I'm going to start with some useful information about the project bellow. First, it takes about 10 - 15 seconds to generate the map. Second, use WASD to move left, right, forward, and down and use space and right shift(not left shift) to go up and down.

To start, the only type math used in this tutorial is linear equations. You will still be able to use this tutorial and render your own 3D objects if you don't know linear equations but it may be more challenging and you likely won't understand how 3D projections work. Ok, now that were done with that, lets figure out how to project a 3D point onto a plane(a flat 2D surface). The reason I used the word project is because you take the point in 3D space, than you draw a line to the player's eye. From here you find the x and y point at z 80. Any position at z 80 is going to be referred to as the canvas. The number 80 after z would be represented by a variable player_fov aka the players field of view. This variable will be used in the equations. Than from there you would draw that point at that position on the screen. The way to sum that up would be your projecting a beam of light from a 3D point and seeing where it hits the players eye. Now lets get into the math that projects the object.

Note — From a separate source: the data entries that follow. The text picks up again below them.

//! Endpoint records and record-type inference
//!
//! An [`Endpoint`] is the unit handed to the downstream record
//! synchronization controller: one DNS name, its targets, a record type and
//! the options attached to it.

use serde::{Deserialize, Serialize};
use std::collections::BTreeMap;
use std::net::IpAddr;

use crate::annotations::ProviderSpecific;

/// DNS record type of an endpoint
#[derive(Debug, Clone, Copy, PartialEq, Eq, Hash, Serialize, Deserialize)]
#[serde(rename_all = "UPPERCASE")]
pub enum RecordType {
    /// Address record (IPv4)
    A,
    /// Address record (IPv6)
    Aaaa,
    /// Alias record pointing at another name
    Cname,
}

impl RecordType {
    /// Whether this is an address record (A or AAAA)
    pub fn is_address(&self) -> bool {
        matches!(self, RecordType::A | RecordType::Aaaa)
    }

    /// Wire name of the record type
    pub fn as_str(&self) -> &'static str {
        match self {
            RecordType::A => "A",
            RecordType::Aaaa => "AAAA",
            RecordType::Cname => "CNAME",
        }
    }
}

impl std::fmt::Display for RecordType {
    fn fmt(&self, f: &mut std::fmt::Formatter<'_>) -> std::fmt::Result {
        f.write_str(self.as_str())
    }
}

/// A DNS endpoint record
#[derive(Debug, Clone, PartialEq, Eq, Serialize, Deserialize)]
#[serde(rename_all = "camelCase")]
pub struct Endpoint {
    /// Fully qualified record name
    pub dns_name: String,
    /// Ordered record targets
    pub targets: Vec<String>,
    /// Inferred record type
    pub record_type: RecordType,
    /// Set identifier (empty when unset)
    pub set_identifier: String,
    /// TTL in seconds (0 means provider default)
    #[serde(rename = "recordTTL")]
    pub record_ttl: u32,
    /// Labels for the synchronization controller (always empty here)
    pub labels: BTreeMap<String, String>,
    /// Provider-specific options
    pub provider_specific: ProviderSpecific,
}

/// Infer the record type for a target list and return the targets it keeps
///
/// - All targets are IP literals: an address record keeping every target.
///   The type is `AAAA` when every literal is IPv6 and `A` otherwise.
/// - Any target is not an IP literal: an alias record carrying only the
///   first non-literal target.
///
/// Returns `None` for an empty target list.
pub fn infer_record_type(targets: &[String]) -> Option<(RecordType, Vec<String>)> {
    let parsed: Vec<Option<IpAddr>> = targets
        .iter()
        .map(|target| target.parse::<IpAddr>().ok())
        .collect();

    if let Some(alias) = targets
        .iter()
        .zip(&parsed)
        .find_map(|(target, ip)| ip.is_none().then_some(target))
    {
        return Some((RecordType::Cname, vec![alias.clone()]));
    }

    if parsed.is_empty() {
        return None;
    }

    let record_type = if parsed.iter().flatten().all(IpAddr::is_ipv6) {
        RecordType::Aaaa
    } else {
        RecordType::A
    };

    Some((record_type, targets.to_vec()))
}

/// Build the endpoint for one hostname
///
/// Returns `None` when there is nothing to point at.
pub fn endpoint_for_hostname(
    hostname: &str,
    targets: &[String],
    ttl: u32,
    provider_specific: &ProviderSpecific,
    set_identifier: Option<&str>,
) -> Option<Endpoint> {
    let (record_type, targets) = infer_record_type(targets)?;

    Some(Endpoint {
        dns_name: hostname.to_string(),
        targets,
        record_type,
        set_identifier: set_identifier.unwrap_or_default().to_string(),
        record_ttl: ttl,
        labels: BTreeMap::new(),
        provider_specific: provider_specific.clone(),
    })
}
// # dockdns-core
//
// Core library translating container runtime state into DNS endpoint records.
//
// ## Architecture Overview
//
// This library provides the functionality for container-driven DNS records:
// - **RuntimeClient**: Trait for listing containers and cluster services
// - **annotations**: Label parsing (hostnames, TTL, targets, provider options)
// - **network**: Address selection from container network attachments
// - **aggregator**: Compose / cluster grouping and representative merge
// - **endpoint**: Endpoint records and record-type inference
// - **ContainerSource**: Fetch → resolve cycle and change notifications
//
// ## Design Principles
//
// 1. **Pure Core**: Resolution is a synchronous function over a snapshot
// 2. **Determinism**: Same snapshot → same records, same order
// 3. **No Silent Ambiguity**: Several networks without a preference yield no target
// 4. **Library-First**: All core functionality can be used as a library

pub mod aggregator;
pub mod annotations;
pub mod config;
pub mod endpoint;
pub mod error;
pub mod network;
pub mod runtime;
pub mod source;
pub mod traits;

// Re-export core types for convenience
pub use aggregator::resolve_endpoints;
pub use config::SourceConfig;
pub use endpoint::{Endpoint, RecordType, infer_record_type};
pub use error::{Error, Result};
pub use runtime::SnapshotFileClient;
pub use source::{ContainerSource, SourceEvent};
pub use traits::{ContainerSnapshot, RuntimeClient, ServiceDescriptor, ServiceMap};
// # Runtime Client Trait
//
// Defines the interface for fetching container and service snapshots from a
// container runtime.
//
// ## Implementations
//
// - Snapshot file: `dockdns_core::runtime::SnapshotFileClient`
// - Future: runtime socket API client
//
// ## Usage
//
// ```rust,ignore
// use dockdns_core::RuntimeClient;
//
// #[tokio::main]
// async fn main() -> anyhow::Result<()> {
//     let client = /* RuntimeClient implementation */;
//
//     for container in client.list_containers().await? {
//         println!("{:?}", container.labels);
//     }
//
//     Ok(())
// }
// ```

use async_trait::async_trait;
use serde::{Deserialize, Serialize};
use std::collections::HashMap;

/// A single network attachment of a container
#[derive(Debug, Clone, Default, PartialEq, Eq, Serialize, Deserialize)]
pub struct NetworkAttachment {
    /// Address of the container on this network (may be empty)
    #[serde(rename = "IPAddress", default)]
    pub ip_address: String,
    /// Gateway of the network
    #[serde(rename = "Gateway", default)]
    pub gateway: String,
}

impl NetworkAttachment {
    /// Create a new network attachment
    pub fn new(ip_address: impl Into<String>, gateway: impl Into<String>) -> Self {
        Self {
            ip_address: ip_address.into(),
            gateway: gateway.into(),
        }
    }
}

/// Network settings of a container, keyed by network name
#[derive(Debug, Clone, Default, PartialEq, Eq, Serialize, Deserialize)]
pub struct NetworkSettings {
    #[serde(rename = "Networks", default)]
    pub networks: HashMap<String, NetworkAttachment>,
}

/// Point-in-time view of one container as listed by the runtime
#[derive(Debug, Clone, Default, PartialEq, Eq, Serialize, Deserialize)]
pub struct ContainerSnapshot {
    /// Runtime container id
    #[serde(rename = "Id", default)]
    pub id: String,

    /// Labels attached to the container
    #[serde(rename = "Labels", default)]
    pub labels: HashMap<String, String>,

    /// Network attachments
    #[serde(rename = "NetworkSettings", default)]
    pub network_settings: NetworkSettings,
}

impl ContainerSnapshot {
    /// Create an empty container snapshot
    pub fn new(id: impl Into<String>) -> Self {
        Self {
            id: id.into(),
            ..Self::default()
        }
    }

    /// Add a label
    pub fn with_label(mut self, key: impl Into<String>, value: impl Into<String>) -> Self {
        self.labels.insert(key.into(), value.into());
        self
    }

    /// Attach the container to a network
    pub fn with_network(
        mut self,
        name: impl Into<String>,
        ip_address: impl Into<String>,
        gateway: impl Into<String>,
    ) -> Self {
        self.network_settings
            .networks
            .insert(name.into(), NetworkAttachment::new(ip_address, gateway));
        self
    }

    /// Network attachments keyed by network name
    pub fn networks(&self) -> &HashMap<String, NetworkAttachment> {
        &self.network_settings.networks
    }
}

/// A cluster-orchestrated service as listed by the runtime
///
/// Only the id is interpreted; the remaining metadata is carried opaquely.
#[derive(Debug, Clone, Default, PartialEq, Serialize, Deserialize)]
pub struct ServiceDescriptor {
    /// Service id (join key for task containers)
    #[serde(rename = "ID")]
    pub id: String,

    /// Service spec as reported by the runtime
    #[serde(rename = "Spec", default)]
    pub spec: serde_json::Value,

    /// Endpoint metadata (ports, mode, virtual addresses)
    #[serde(rename = "Endpoint", default)]
    pub endpoint: serde_json::Value,
}

impl ServiceDescriptor {
    /// Create a descriptor with no metadata
    pub fn new(id: impl Into<String>) -> Self {
        Self {
            id: id.into(),
            ..Self::default()
        }
    }
}

/// Service descriptors keyed by service id
pub type ServiceMap = HashMap<String, ServiceDescriptor>;

/// Index a service listing by id
pub fn index_services(services: Vec<ServiceDescriptor>) -> ServiceMap {
    services
        .into_iter()
        .map(|service| (service.id.clone(), service))
        .collect()
}

/// Trait for container runtime clients
///
/// A runtime client performs the I/O needed to list containers and
/// services. It owns connection setup, authentication and version
/// negotiation; callers only see finished snapshots.
///
/// # Responsibilities
///
/// - ✅ List running containers with labels and network attachments
/// - ✅ List cluster services (cluster mode only)
/// - ❌ Interpret labels or build DNS records (owned by the aggregator)
/// - ❌ Retry failed listings (a failed cycle is simply reported)
#[async_trait]
pub trait RuntimeClient: Send + Sync {
    /// List containers in the runtime's scan order
    async fn list_containers(&self) -> Result<Vec<ContainerSnapshot>, crate::Error>;

    /// List cluster services
    async fn list_services(&self) -> Result<Vec<ServiceDescriptor>, crate::Error>;

    /// Name used in log output
    fn client_name(&self) -> &'static str;
}
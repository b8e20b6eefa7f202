//! Container endpoint source
//!
//! The ContainerSource is responsible for:
//! - Fetching a container (and, in cluster mode, service) snapshot via RuntimeClient
//! - Handing the snapshot to the pure aggregator
//! - Fanning out change notifications to subscribers
//!
//! ## Architecture
//!
//! ```text
//! ┌───────────────┐
//! │ RuntimeClient │─── snapshot ───┐
//! └───────────────┘                │
//!                                  ▼
//!                       ┌──────────────────┐
//!                       │ ContainerSource  │──── notify ───▶ subscribers
//!                       └──────────────────┘
//!                                  │
//!                                  ▼
//!                       ┌──────────────────┐
//!                       │ resolve_endpoints│ (pure)
//!                       └──────────────────┘
//!                                  │
//!                                  ▼
//!                            Vec<Endpoint>
//! ```
//!
//! ## Cycle Flow
//!
//! 1. Cluster mode: list services (failure disables cluster grouping for this cycle)
//! 2. List containers (failure fails the cycle)
//! 3. Resolve endpoints from the owned snapshot

use std::pin::Pin;
use std::sync::Arc;

use tokio::sync::broadcast;
use tokio_stream::wrappers::BroadcastStream;
use tokio_stream::{Stream, StreamExt};
use tracing::{debug, warn};

use crate::aggregator::resolve_endpoints;
use crate::config::SourceConfig;
use crate::endpoint::Endpoint;
use crate::error::{Error, Result};
use crate::traits::{RuntimeClient, ServiceMap, index_services};

/// Change notifications delivered to subscribers
#[derive(Debug, Clone, Copy, PartialEq, Eq)]
pub enum SourceEvent {
    /// Containers were started, stopped or relabelled
    ContainersChanged,

    /// Cluster services were created, updated or removed
    ServicesChanged,
}

/// Endpoint source backed by a container runtime
///
/// Each call to [`ContainerSource::endpoints()`] works on its own snapshot;
/// a failed fetch never affects a resolution already in flight.
pub struct ContainerSource {
    /// Runtime client for listing containers and services
    client: Arc<dyn RuntimeClient>,

    /// Whether cluster services are listed and used for grouping
    cluster_mode: bool,

    /// Notification fan-out
    event_tx: broadcast::Sender<SourceEvent>,
}

impl ContainerSource {
    /// Create a new container source
    ///
    /// # Parameters
    ///
    /// - `client`: Runtime client implementation
    /// - `config`: Source configuration
    pub fn new(client: Arc<dyn RuntimeClient>, config: SourceConfig) -> Result<Self> {
        config.validate()?;

        let (event_tx, _) = broadcast::channel(config.event_channel_capacity);

        Ok(Self {
            client,
            cluster_mode: config.cluster_mode,
            event_tx,
        })
    }

    /// Whether this source groups by cluster service
    pub fn cluster_mode(&self) -> bool {
        self.cluster_mode
    }

    /// Fetch a snapshot and resolve it into endpoint records
    ///
    /// # Returns
    ///
    /// - `Ok(Vec<Endpoint>)`: Records for the current runtime state
    /// - `Err(Error)`: If the container listing failed
    pub async fn endpoints(&self) -> Result<Vec<Endpoint>> {
        let services = if self.cluster_mode {
            self.fetch_services().await
        } else {
            None
        };

        let containers = self.client.list_containers().await.map_err(|e| {
            Error::runtime(format!(
                "{}: failed to list containers: {}",
                self.client.client_name(),
                e
            ))
        })?;

        let endpoints = resolve_endpoints(&containers, services.as_ref());
        debug!(
            "Resolved {} endpoints from {} containers",
            endpoints.len(),
            containers.len()
        );

        Ok(endpoints)
    }

    /// List cluster services, degrading to `None` on failure
    async fn fetch_services(&self) -> Option<ServiceMap> {
        match self.client.list_services().await {
            Ok(services) => Some(index_services(services)),
            Err(e) => {
                warn!(
                    "{}: failed to list services, cluster grouping disabled for this cycle: {}",
                    self.client.client_name(),
                    e
                );
                None
            }
        }
    }

    /// Subscribe to change notifications
    ///
    /// The stream yields every notification sent after subscription.
    /// Notifications lost to lag are skipped.
    pub fn subscribe(&self) -> Pin<Box<dyn Stream<Item = SourceEvent> + Send + 'static>> {
        let stream = BroadcastStream::new(self.event_tx.subscribe()).filter_map(|event| match event {
            Ok(event) => Some(event),
            Err(e) => {
                warn!("Change subscriber lagging: {}", e);
                None
            }
        });

        Box::pin(stream)
    }

    /// Notify all current subscribers of a change
    ///
    /// Called by the runtime event watcher (an external collaborator) when
    /// containers or services change; subscribers typically trigger a fresh
    /// [`ContainerSource::endpoints()`] cycle in response.
    ///
    /// # Returns
    ///
    /// The number of subscribers the notification reached (0 if none).
    pub fn notify(&self, event: SourceEvent) -> usize {
        match self.event_tx.send(event) {
            Ok(receivers) => receivers,
            Err(_) => {
                debug!("No subscribers for {:?}", event);
                0
            }
        }
    }
}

Here's a good image that helps shows what my program dose to project a vector3(x, y, z) point onto the canvas. The link to the website the image was taken from is right bellow the image and it also was the most helpful website for me when it came to learning how 3D projections work:
Computing the Pixel Coordinates of a 3D Point

And this gif further explains it:

Ray Tracing Basics

Step 1, the first step is to remove b(the y intercept) from the equation:

y = mx + b

This will make projecting the object easier. To do this I am going to use a few variables, object_x(the x position of the object), object_y(the y position of the object), object_z(the z position of the object) and player_x(the players x position), player_y(the players y position), player_z(the players z position). The outputs will be new_object_x, new_object_y, and new_object_z. Those outputs will be used in all the equations. Now onto the equation to remove b:

new_object_x = player_x - object_x
new_object_y = player_y - object_y
new_object_z = player_z - object_z

Step 2, now we will find the y position of collision on the canvas(defined at the top). The output will be screen_y and the variable m is the slope. The equation to do this is:

m = new_object_y / new_object_z
screen_y = m * player_fov + object_y

Step 3, this is the final step and gets the x position of collision on the canvas. The output will be screen_x and the variable m is the slope. The equation is:

m = new_object_x / new_object_z
screen_x = m * player_fov + object_x

If you don't want to write any code yourself than this is the code to project a 3D point written in python3:

def convert_3D_to_2D(vec3_pos): vec3_dist = [vec3_player_pos[0] - vec3_pos[0], vec3_player_pos[1] - vec3_pos[1], vec3_player_pos[2] - vec3_pos[2]] try: m = vec3_dist[1] / vec3_dist[2] except ZeroDivisionError: m = 0 y = m * player_fov + vec3_pos[1] try: m2 = vec3_dist[0] / vec3_dist[2] except ZeroDivisionError: m2 = 0 y2 = m2 * player_fov + vec3_pos[0] return [y2, y]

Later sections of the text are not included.